Cobalt sighed relief when Sol’s blazing limbs sank beneath midway waves. His tensed shoulders released. His body sagged. His hand brushed cool sand hot only a moment ago. He leant to stand. His splayed hand left an antique-seeming impression which the growing wind reinterred. He surveyed debris around the collapsed table, poked and moved sand around using his shoe like a shovel, casting away dust which immediately rolled back to fill the hole whence it came. The glass he sought stuck up out of the sand; its upturned base like a crystal tabletop fit for the sidhe king. He stooped, scooped, shook, wiped it clean of sand with his handkerchief then filled it with golden liquid from a flask he kept on him at all times like a Golem’s parchment.
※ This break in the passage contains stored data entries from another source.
use std::fmt;
use std::sync::Arc;
use std::time::Duration;

use dioxus::LaunchBuilder;
use dioxus::desktop::{Config as DesktopConfig, WindowBuilder};
use services::{
    AppServices, CatalogService, Clock, LessonService, LessonTiming, VoiceAssistantClient,
    VoiceAssistantConfig,
};
use storage::Storage;
use tracing_subscriber::layer::SubscriberExt;
use tracing_subscriber::util::SubscriberInitExt;
use tracing_subscriber::{EnvFilter, fmt as log_fmt};
use ui::{App, DesktopLinkOpener, LinkOpenerRef, UiApp, build_app_context};

const ENV_PROCESSING_DELAY_MS: &str = "SCHOLORA_PROCESSING_DELAY_MS";

#[derive(Debug, PartialEq, Eq)]
enum ArgsError {
    MissingValue { flag: &'static str },
    UnknownArg(String),
    InvalidVoiceUrl { raw: String },
    InvalidDelay { raw: String },
}

impl fmt::Display for ArgsError {
    fn fmt(&self, f: &mut fmt::Formatter<'_>) -> fmt::Result {
        match self {
            ArgsError::MissingValue { flag } => write!(f, "{flag} requires a value"),
            ArgsError::UnknownArg(arg) => write!(f, "unknown argument: {arg}"),
            ArgsError::InvalidVoiceUrl { raw } => write!(f, "invalid --voice-url value: {raw}"),
            ArgsError::InvalidDelay { raw } => {
                write!(f, "invalid --processing-delay-ms value: {raw}")
            }
        }
    }
}

impl std::error::Error for ArgsError {}

fn require_value(
    args: &mut impl Iterator<Item = String>,
    flag: &'static str,
) -> Result<String, ArgsError> {
    args.next().ok_or(ArgsError::MissingValue { flag })
}

struct DesktopApp {
    services: AppServices,
    link_opener: LinkOpenerRef,
}

impl UiApp for DesktopApp {
    fn lessons(&self) -> Arc<LessonService> {
        self.services.lessons()
    }

    fn catalog(&self) -> Arc<CatalogService> {
        self.services.catalog()
    }

    fn voice(&self) -> Arc<VoiceAssistantClient> {
        self.services.voice()
    }

    fn link_opener(&self) -> LinkOpenerRef {
        Arc::clone(&self.link_opener)
    }
}

#[derive(Debug, PartialEq, Eq)]
enum Parsed {
    Run(Args),
    Help,
}

#[derive(Debug, PartialEq, Eq)]
struct Args {
    voice_url: String,
    processing_delay: Duration,
}

fn print_usage() {
    eprintln!("Usage:");
    eprintln!("  cargo run -p app -- [--voice-url <url>] [--processing-delay-ms <ms>]");
    eprintln!();
    eprintln!("Defaults:");
    eprintln!("  --voice-url {}", VoiceAssistantConfig::DEFAULT_BASE_URL);
    eprintln!(
        "  --processing-delay-ms {}",
        LessonTiming::DEFAULT_PROCESSING_DELAY.as_millis()
    );
    eprintln!();
    eprintln!("Environment:");
    eprintln!(
        "  {}, {ENV_PROCESSING_DELAY_MS}, RUST_LOG",
        VoiceAssistantConfig::ENV_BASE_URL
    );
}

impl Args {
    /// Flags win over environment values, which win over defaults.
    fn parse(
        args: &mut impl Iterator<Item = String>,
        env: impl Fn(&str) -> Option<String>,
    ) -> Result<Parsed, ArgsError> {
        let mut voice_url = match env(VoiceAssistantConfig::ENV_BASE_URL) {
            Some(raw) => parse_voice_url(raw)?,
            None => VoiceAssistantConfig::DEFAULT_BASE_URL.to_owned(),
        };
        let mut processing_delay = match env(ENV_PROCESSING_DELAY_MS) {
            Some(raw) => parse_delay(raw)?,
            None => LessonTiming::DEFAULT_PROCESSING_DELAY,
        };

        while let Some(arg) = args.next() {
            match arg.as_str() {
                "--voice-url" => {
                    voice_url = parse_voice_url(require_value(args, "--voice-url")?)?;
                }
                "--processing-delay-ms" => {
                    processing_delay = parse_delay(require_value(args, "--processing-delay-ms")?)?;
                }
                "--help" | "-h" => return Ok(Parsed::Help),
                _ => return Err(ArgsError::UnknownArg(arg)),
            }
        }

        Ok(Parsed::Run(Self {
            voice_url,
            processing_delay,
        }))
    }
}

fn parse_voice_url(raw: String) -> Result<String, ArgsError> {
    let trimmed = raw.trim();
    if trimmed.starts_with("http://") || trimmed.starts_with("https://") {
        Ok(trimmed.to_owned())
    } else {
        Err(ArgsError::InvalidVoiceUrl { raw })
    }
}

fn parse_delay(raw: String) -> Result<Duration, ArgsError> {
    raw.trim()
        .parse::<u64>()
        .map(Duration::from_millis)
        .map_err(|_| ArgsError::InvalidDelay { raw })
}

fn init_tracing() {
    let filter = EnvFilter::try_from_default_env().unwrap_or_else(|_| EnvFilter::new("info"));
    tracing_subscriber::registry()
        .with(filter)
        .with(log_fmt::layer())
        .init();
}

async fn run() -> Result<(), Box<dyn std::error::Error>> {
    let mut argv = std::env::args().skip(1);
    let parsed = Args::parse(&mut argv, |key| std::env::var(key).ok()).map_err(|e| {
        eprintln!("{e}");
        print_usage();
        e
    })?;
    let args = match parsed {
        Parsed::Help => {
            print_usage();
            return Ok(());
        }
        Parsed::Run(args) => args,
    };

    init_tracing();
    tracing::info!(
        voice_url = %args.voice_url,
        processing_delay_ms = args.processing_delay.as_millis() as u64,
        "starting scholora"
    );

    let services = AppServices::new(
        Storage::in_memory(),
        Clock::system(),
        LessonTiming::default().with_processing_delay(args.processing_delay),
        VoiceAssistantConfig::new(args.voice_url),
    );
    let app: Arc<dyn UiApp> = Arc::new(DesktopApp {
        services,
        link_opener: Arc::new(DesktopLinkOpener),
    });
    let context = build_app_context(&app);

    let desktop_cfg = DesktopConfig::new().with_window(
        WindowBuilder::new()
            .with_title("Scholora")
            .with_always_on_top(false),
    );

    LaunchBuilder::desktop()
        .with_cfg(desktop_cfg)
        .with_context(context)
        .launch(App);
    Ok(())
}

#[tokio::main]
async fn main() {
    if let Err(err) = run().await {
        eprintln!("{err}");
        std::process::exit(2);
    }
}

#[cfg(test)]
mod tests {
    use super::*;

    fn parse(argv: &[&str], env: &[(&str, &str)]) -> Result<Parsed, ArgsError> {
        let mut args = argv.iter().map(|s| (*s).to_owned());
        Args::parse(&mut args, |key| {
            env.iter()
                .find(|(k, _)| *k == key)
                .map(|(_, v)| (*v).to_owned())
        })
    }

    #[test]
    fn defaults_apply_without_flags() {
        let parsed = parse(&[], &[]).expect("parse");
        assert_eq!(
            parsed,
            Parsed::Run(Args {
                voice_url: "http://localhost:5001".into(),
                processing_delay: Duration::from_millis(2000),
            })
        );
    }

    #[test]
    fn flags_override_environment() {
        let parsed = parse(
            &["--voice-url", "http://voice.test:9000", "--processing-delay-ms", "10"],
            &[
                ("SCHOLORA_VOICE_URL", "http://env.test"),
                ("SCHOLORA_PROCESSING_DELAY_MS", "500"),
            ],
        )
        .expect("parse");
        assert_eq!(
            parsed,
            Parsed::Run(Args {
                voice_url: "http://voice.test:9000".into(),
                processing_delay: Duration::from_millis(10),
            })
        );
    }

    #[test]
    fn environment_fills_missing_flags() {
        let parsed = parse(&[], &[("SCHOLORA_PROCESSING_DELAY_MS", "0")]).expect("parse");
        let Parsed::Run(args) = parsed else {
            panic!("expected run");
        };
        assert_eq!(args.processing_delay, Duration::ZERO);
    }

    #[test]
    fn blank_voice_url_from_environment_is_rejected() {
        assert_eq!(
            parse(&[], &[("SCHOLORA_VOICE_URL", "  ")]),
            Err(ArgsError::InvalidVoiceUrl { raw: "  ".into() })
        );
    }

    #[test]
    fn rejects_bad_input() {
        assert_eq!(
            parse(&["--processing-delay-ms", "soon"], &[]),
            Err(ArgsError::InvalidDelay { raw: "soon".into() })
        );
        assert_eq!(
            parse(&["--voice-url", "localhost"], &[]),
            Err(ArgsError::InvalidVoiceUrl {
                raw: "localhost".into()
            })
        );
        assert_eq!(
            parse(&["--voice-url"], &[]),
            Err(ArgsError::MissingValue { flag: "--voice-url" })
        );
        assert_eq!(
            parse(&["--db"], &[]),
            Err(ArgsError::UnknownArg("--db".into()))
        );
        assert_eq!(parse(&["--help"], &[]), Ok(Parsed::Help));
    }
}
Dim impressions marking his passage were undone by the wind before his now-deglassed eyes as he walked the short distance to his beach cabin, the sort of twig-built, palm-shaded structure one imagined to be inhabited by intrepid cartographers in search of mythical river sources, replete with pith helmets and satchels full of vague Spanish treasure maps. When he went inside he allowed a smile, glad of the shade. From the pocket of a blue blazer slung over an armchair shoulder he retrieved his neglected phone. He traced a light-producing glyph on the ebon mirror of its face, stirring the device to life. He zoomed through the names, taking care to keep his eyes toward the top of his eye case, because if he read even a little bit of one email he would get an anxiety which would gnaw at him until he’d opened and read it, which would start a chain reaction of email and text opening that would inevitably result in his capture and subsequent execution in some dismal quarry prefab.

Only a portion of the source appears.